# surrogacy at liverpool womens hospital



## luski (Jan 4, 2004)

I was wondering if anyone has had a surrogate birth at lwh? We have found are Very Special Angel  

                        & we will be going to the lwh. We start in October & we cant wait am so excited  . Thought it would 

                        be good to see if anyone else has used the lwh & could share there experience.

                                                         
Thanx 

Tammy


----------



## Amandajb (Sep 6, 2007)

Hi Lucki

I can't help you I'm afraid with the LWH, but couldn't read and run without saying big   at finding a surrogate.

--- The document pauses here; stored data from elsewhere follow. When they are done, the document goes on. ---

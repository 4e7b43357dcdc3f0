//! CLI-level errors (wraps application errors)

use thiserror::Error;

use crate::application::ApplicationError;
use crate::exitcode;

/// CLI errors are the top-level error type.
/// These are what get displayed to the user.
#[derive(Error, Debug)]
pub enum CliError {
    #[error("{0}")]
    Application(#[from] ApplicationError),

    #[error("I/O error: {0}")]
    Io(#[from] std::io::Error),

    #[error("invalid arguments: {0}")]
    InvalidArgs(String),

    #[error("{0}")]
    Usage(String),
}

/// Result type for CLI operations.
pub type CliResult<T> = Result<T, CliError>;

impl CliError {
    /// Get the appropriate exit code for this error.
    pub fn exit_code(&self) -> i32 {
        match self {
            CliError::InvalidArgs(_) | CliError::Usage(_) => exitcode::USAGE,
            CliError::Io(_) => exitcode::IOERR,
            CliError::Application(e) => match e {
                ApplicationError::Config { .. } => exitcode::CONFIG,
                ApplicationError::NodeNotFound { .. } => exitcode::NOINPUT,
                ApplicationError::Domain(_)
                | ApplicationError::NotAFolder(_)
                | ApplicationError::NotADocument(_)
                | ApplicationError::DuplicateId(_)
                | ApplicationError::IdChanged { .. } => exitcode::DATAERR,
                ApplicationError::NoDialog | ApplicationError::NotRenaming => exitcode::SOFTWARE,
            },
        }
    }
}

Wishing you all   in your journey together.


Amanda


----------



## luski (Jan 4, 2004)

Thanks still seems so unreal at min feel like i'm on  

Tammy


----------



## Jo (Mar 22, 2002)

Hiya 

I too never used the LWH but so pleased you have found your special angel 

Wishing you all, all the luck in the world, I so hope your dream comes true very soon 

Love Jo
x x x


----------



## luski (Jan 4, 2004)

Thanx Jo

Love the pic's

watched ur video the pic were dad & Charlie r lookin at each other is priceless i cant wait 2 c DH doin the same 

Tammy x


----------



## CarolynB (May 17, 2008)

Hi Tammy

Another one who knows nothing about LWH but wanted to add my big congrats to you on finding your very special angel.

We did have a little trouble with Birmingham Womans Hospital around arrangements for the birth and stay in hospital.  But the girls on here gave me great advice.    Then my sister and I met with the hospital ahead of Sam's arrival and it made a huge difference.  May be arranging a meeting with the hospital at an earlish stage and discussing everything might help.  With both of you there.  Just a thought.

Think that all the hospitals are seeing more surrogacy cases so they were keen to learn from us once they understood what we are doing and why.

Very best of luck to you and your very special angel.  Brilliant news  
Have a great weekend.
Carolyn xxx


----------